──────── DATA FOR ANALYSIS

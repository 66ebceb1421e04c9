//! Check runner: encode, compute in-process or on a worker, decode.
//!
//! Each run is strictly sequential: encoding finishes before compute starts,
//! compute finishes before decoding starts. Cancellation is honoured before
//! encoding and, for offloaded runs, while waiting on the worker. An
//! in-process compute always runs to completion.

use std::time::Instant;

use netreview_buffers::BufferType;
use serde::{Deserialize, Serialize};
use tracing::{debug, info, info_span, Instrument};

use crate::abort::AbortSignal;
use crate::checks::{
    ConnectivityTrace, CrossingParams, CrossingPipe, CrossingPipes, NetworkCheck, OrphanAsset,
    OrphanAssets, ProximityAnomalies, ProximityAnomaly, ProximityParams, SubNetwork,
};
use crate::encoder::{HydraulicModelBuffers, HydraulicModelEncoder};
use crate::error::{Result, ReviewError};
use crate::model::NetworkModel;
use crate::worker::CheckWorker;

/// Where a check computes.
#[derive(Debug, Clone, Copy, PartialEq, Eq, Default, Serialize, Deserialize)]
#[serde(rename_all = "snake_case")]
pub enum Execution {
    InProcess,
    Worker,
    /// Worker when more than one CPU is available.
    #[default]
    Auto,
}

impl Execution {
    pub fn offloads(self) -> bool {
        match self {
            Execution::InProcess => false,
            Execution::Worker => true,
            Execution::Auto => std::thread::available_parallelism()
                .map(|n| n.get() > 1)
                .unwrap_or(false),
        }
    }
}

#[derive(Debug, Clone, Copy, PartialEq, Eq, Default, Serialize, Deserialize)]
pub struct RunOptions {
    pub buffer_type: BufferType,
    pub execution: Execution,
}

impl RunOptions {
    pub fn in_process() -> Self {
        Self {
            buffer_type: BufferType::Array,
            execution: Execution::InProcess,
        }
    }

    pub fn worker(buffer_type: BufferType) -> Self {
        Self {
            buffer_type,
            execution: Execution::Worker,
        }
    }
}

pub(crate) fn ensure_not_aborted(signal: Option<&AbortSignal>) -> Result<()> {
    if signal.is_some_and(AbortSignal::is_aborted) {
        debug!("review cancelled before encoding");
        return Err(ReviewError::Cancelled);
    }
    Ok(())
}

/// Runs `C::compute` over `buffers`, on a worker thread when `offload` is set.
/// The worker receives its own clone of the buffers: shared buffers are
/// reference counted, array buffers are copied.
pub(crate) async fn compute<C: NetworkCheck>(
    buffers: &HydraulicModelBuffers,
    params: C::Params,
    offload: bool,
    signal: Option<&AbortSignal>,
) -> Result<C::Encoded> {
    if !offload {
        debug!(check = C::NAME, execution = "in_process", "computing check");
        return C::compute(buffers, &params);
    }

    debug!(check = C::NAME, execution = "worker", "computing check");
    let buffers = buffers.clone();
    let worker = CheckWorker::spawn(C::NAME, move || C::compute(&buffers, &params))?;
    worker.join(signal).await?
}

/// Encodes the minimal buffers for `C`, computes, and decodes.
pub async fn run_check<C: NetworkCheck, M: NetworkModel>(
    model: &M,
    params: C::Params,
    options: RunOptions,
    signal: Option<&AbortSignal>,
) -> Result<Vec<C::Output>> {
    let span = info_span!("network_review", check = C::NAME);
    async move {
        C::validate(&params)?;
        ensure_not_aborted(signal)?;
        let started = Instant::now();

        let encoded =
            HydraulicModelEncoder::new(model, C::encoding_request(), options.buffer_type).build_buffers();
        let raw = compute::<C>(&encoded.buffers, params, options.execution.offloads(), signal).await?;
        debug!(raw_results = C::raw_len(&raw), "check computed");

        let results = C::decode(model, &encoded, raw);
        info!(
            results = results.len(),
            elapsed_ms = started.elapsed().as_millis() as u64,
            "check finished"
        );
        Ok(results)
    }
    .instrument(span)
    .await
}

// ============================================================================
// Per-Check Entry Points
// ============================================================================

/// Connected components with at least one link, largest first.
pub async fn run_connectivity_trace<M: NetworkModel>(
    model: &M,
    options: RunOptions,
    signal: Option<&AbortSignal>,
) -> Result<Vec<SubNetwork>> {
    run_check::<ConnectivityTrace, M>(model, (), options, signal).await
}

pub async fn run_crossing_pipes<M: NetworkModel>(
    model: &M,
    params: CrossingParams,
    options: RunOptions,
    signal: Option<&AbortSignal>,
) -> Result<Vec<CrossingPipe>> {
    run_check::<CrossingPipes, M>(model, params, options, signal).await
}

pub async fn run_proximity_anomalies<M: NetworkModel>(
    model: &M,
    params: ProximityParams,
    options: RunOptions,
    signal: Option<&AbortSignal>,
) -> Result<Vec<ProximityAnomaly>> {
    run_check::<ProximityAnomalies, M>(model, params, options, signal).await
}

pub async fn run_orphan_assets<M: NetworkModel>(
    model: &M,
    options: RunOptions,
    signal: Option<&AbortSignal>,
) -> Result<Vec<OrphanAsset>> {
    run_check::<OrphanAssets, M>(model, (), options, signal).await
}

────────────────
──────── DATA FOR ANALYSIS

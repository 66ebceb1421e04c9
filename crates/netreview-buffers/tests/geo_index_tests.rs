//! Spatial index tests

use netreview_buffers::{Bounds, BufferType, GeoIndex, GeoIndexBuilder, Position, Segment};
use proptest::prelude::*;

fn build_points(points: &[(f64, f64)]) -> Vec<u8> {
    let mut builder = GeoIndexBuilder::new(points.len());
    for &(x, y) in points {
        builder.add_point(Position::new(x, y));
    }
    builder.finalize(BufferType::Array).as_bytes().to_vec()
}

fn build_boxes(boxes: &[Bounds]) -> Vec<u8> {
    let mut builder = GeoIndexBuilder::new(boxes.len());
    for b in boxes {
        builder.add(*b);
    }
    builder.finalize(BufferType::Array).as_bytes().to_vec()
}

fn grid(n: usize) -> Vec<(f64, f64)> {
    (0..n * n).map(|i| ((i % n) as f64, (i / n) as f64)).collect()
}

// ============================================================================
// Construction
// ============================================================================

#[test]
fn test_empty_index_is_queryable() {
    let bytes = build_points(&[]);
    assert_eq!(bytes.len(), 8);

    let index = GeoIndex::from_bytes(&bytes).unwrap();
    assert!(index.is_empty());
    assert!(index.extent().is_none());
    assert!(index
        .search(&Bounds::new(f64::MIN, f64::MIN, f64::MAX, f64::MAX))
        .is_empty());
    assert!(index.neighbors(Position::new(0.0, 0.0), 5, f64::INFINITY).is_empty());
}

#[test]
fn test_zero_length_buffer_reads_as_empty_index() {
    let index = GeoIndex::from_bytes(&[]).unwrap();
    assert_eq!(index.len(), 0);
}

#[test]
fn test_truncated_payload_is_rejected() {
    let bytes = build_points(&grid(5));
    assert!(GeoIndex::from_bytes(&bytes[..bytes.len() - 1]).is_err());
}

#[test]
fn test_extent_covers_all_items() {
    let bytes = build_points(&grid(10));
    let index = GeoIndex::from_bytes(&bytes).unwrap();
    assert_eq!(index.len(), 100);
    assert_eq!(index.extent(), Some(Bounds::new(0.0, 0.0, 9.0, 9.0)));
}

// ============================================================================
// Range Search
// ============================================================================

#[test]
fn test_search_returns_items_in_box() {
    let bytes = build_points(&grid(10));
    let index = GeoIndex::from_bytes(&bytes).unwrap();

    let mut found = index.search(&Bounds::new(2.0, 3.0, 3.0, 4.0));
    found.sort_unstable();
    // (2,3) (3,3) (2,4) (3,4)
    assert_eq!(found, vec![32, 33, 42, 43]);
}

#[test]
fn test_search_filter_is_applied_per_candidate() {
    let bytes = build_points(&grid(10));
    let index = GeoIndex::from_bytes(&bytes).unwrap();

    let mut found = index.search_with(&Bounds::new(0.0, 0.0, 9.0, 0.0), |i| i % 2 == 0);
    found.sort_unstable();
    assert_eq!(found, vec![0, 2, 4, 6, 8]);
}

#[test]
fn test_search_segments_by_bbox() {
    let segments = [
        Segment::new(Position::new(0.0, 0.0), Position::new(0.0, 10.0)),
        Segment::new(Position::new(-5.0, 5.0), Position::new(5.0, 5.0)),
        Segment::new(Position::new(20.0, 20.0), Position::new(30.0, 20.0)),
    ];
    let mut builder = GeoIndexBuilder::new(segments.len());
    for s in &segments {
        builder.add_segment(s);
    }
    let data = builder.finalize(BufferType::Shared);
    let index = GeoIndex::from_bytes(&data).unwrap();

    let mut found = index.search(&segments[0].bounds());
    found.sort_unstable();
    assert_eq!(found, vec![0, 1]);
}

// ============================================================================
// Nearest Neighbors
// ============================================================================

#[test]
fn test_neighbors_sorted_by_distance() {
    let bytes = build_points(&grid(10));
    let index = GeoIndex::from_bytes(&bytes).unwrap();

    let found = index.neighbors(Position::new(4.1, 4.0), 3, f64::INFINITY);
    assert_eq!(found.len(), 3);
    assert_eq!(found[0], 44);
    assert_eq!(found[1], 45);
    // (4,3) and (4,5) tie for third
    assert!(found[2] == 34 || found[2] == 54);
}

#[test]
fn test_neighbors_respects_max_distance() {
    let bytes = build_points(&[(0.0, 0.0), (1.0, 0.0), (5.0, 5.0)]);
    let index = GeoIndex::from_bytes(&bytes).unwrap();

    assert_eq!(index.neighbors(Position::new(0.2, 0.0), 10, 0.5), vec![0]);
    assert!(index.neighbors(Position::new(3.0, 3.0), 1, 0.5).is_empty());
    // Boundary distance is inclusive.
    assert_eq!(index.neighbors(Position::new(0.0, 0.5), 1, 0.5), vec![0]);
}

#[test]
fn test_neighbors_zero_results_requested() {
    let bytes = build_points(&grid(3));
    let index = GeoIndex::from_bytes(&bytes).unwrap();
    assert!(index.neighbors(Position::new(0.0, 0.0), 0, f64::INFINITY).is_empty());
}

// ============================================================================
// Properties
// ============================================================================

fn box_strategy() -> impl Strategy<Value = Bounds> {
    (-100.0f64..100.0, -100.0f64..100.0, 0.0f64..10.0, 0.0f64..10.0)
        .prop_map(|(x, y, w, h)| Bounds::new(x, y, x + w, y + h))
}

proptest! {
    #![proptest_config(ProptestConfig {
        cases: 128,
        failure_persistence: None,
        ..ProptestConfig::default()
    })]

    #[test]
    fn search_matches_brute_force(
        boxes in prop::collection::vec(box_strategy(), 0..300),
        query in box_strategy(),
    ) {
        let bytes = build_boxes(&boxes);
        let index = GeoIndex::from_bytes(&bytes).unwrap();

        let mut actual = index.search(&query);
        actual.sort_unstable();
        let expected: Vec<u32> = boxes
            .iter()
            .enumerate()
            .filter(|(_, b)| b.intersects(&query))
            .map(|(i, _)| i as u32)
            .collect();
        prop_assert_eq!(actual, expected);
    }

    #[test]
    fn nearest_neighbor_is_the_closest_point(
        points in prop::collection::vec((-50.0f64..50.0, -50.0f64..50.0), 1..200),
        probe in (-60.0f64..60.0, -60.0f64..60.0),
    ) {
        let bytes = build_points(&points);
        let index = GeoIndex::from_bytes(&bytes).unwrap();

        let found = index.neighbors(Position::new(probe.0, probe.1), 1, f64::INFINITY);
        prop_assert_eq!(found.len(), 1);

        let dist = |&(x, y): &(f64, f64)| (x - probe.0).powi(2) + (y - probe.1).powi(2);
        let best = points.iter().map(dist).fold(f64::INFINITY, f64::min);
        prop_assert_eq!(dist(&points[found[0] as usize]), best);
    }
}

────────────────
──────── DATA FOR ANALYSIS

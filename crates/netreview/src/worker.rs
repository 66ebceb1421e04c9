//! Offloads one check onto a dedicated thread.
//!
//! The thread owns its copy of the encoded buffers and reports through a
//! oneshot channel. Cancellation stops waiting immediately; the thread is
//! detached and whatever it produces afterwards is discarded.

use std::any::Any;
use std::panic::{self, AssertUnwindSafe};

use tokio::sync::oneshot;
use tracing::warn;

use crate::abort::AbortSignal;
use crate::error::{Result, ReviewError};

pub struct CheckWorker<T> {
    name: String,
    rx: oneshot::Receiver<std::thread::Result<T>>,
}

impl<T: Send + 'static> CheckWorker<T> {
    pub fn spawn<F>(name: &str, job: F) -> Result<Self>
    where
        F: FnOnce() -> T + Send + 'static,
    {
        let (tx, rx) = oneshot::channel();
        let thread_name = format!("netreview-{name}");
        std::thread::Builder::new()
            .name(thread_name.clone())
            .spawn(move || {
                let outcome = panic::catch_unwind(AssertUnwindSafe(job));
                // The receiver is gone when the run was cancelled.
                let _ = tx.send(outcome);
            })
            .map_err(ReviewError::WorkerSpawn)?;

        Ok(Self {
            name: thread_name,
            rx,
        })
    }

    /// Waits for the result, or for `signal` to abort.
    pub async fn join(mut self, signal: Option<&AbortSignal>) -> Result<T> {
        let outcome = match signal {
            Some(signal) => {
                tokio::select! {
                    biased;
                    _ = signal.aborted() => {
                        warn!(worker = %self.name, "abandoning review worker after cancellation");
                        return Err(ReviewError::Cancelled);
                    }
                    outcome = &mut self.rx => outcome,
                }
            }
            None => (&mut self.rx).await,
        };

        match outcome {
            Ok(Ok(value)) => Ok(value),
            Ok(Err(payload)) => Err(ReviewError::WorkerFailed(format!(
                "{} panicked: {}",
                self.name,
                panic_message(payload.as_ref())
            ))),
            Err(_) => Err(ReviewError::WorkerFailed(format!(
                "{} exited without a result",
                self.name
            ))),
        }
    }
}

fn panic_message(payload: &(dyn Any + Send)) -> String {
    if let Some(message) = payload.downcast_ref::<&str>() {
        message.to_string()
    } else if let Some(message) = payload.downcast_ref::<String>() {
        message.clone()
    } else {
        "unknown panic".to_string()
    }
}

────────────────

EXERCISE DIRECTIONS: Lines holding the word "async" are the answer; copy every one from the records above.

OUTPUT FOR THIS EXERCISE:
pub(crate) async fn compute<C: NetworkCheck>(
pub async fn run_check<C: NetworkCheck, M: NetworkModel>(
    async move {
pub async fn run_connectivity_trace<M: NetworkModel>(
pub async fn run_crossing_pipes<M: NetworkModel>(
pub async fn run_proximity_anomalies<M: NetworkModel>(
pub async fn run_orphan_assets<M: NetworkModel>(
    pub async fn join(mut self, signal: Option<&AbortSignal>) -> Result<T> {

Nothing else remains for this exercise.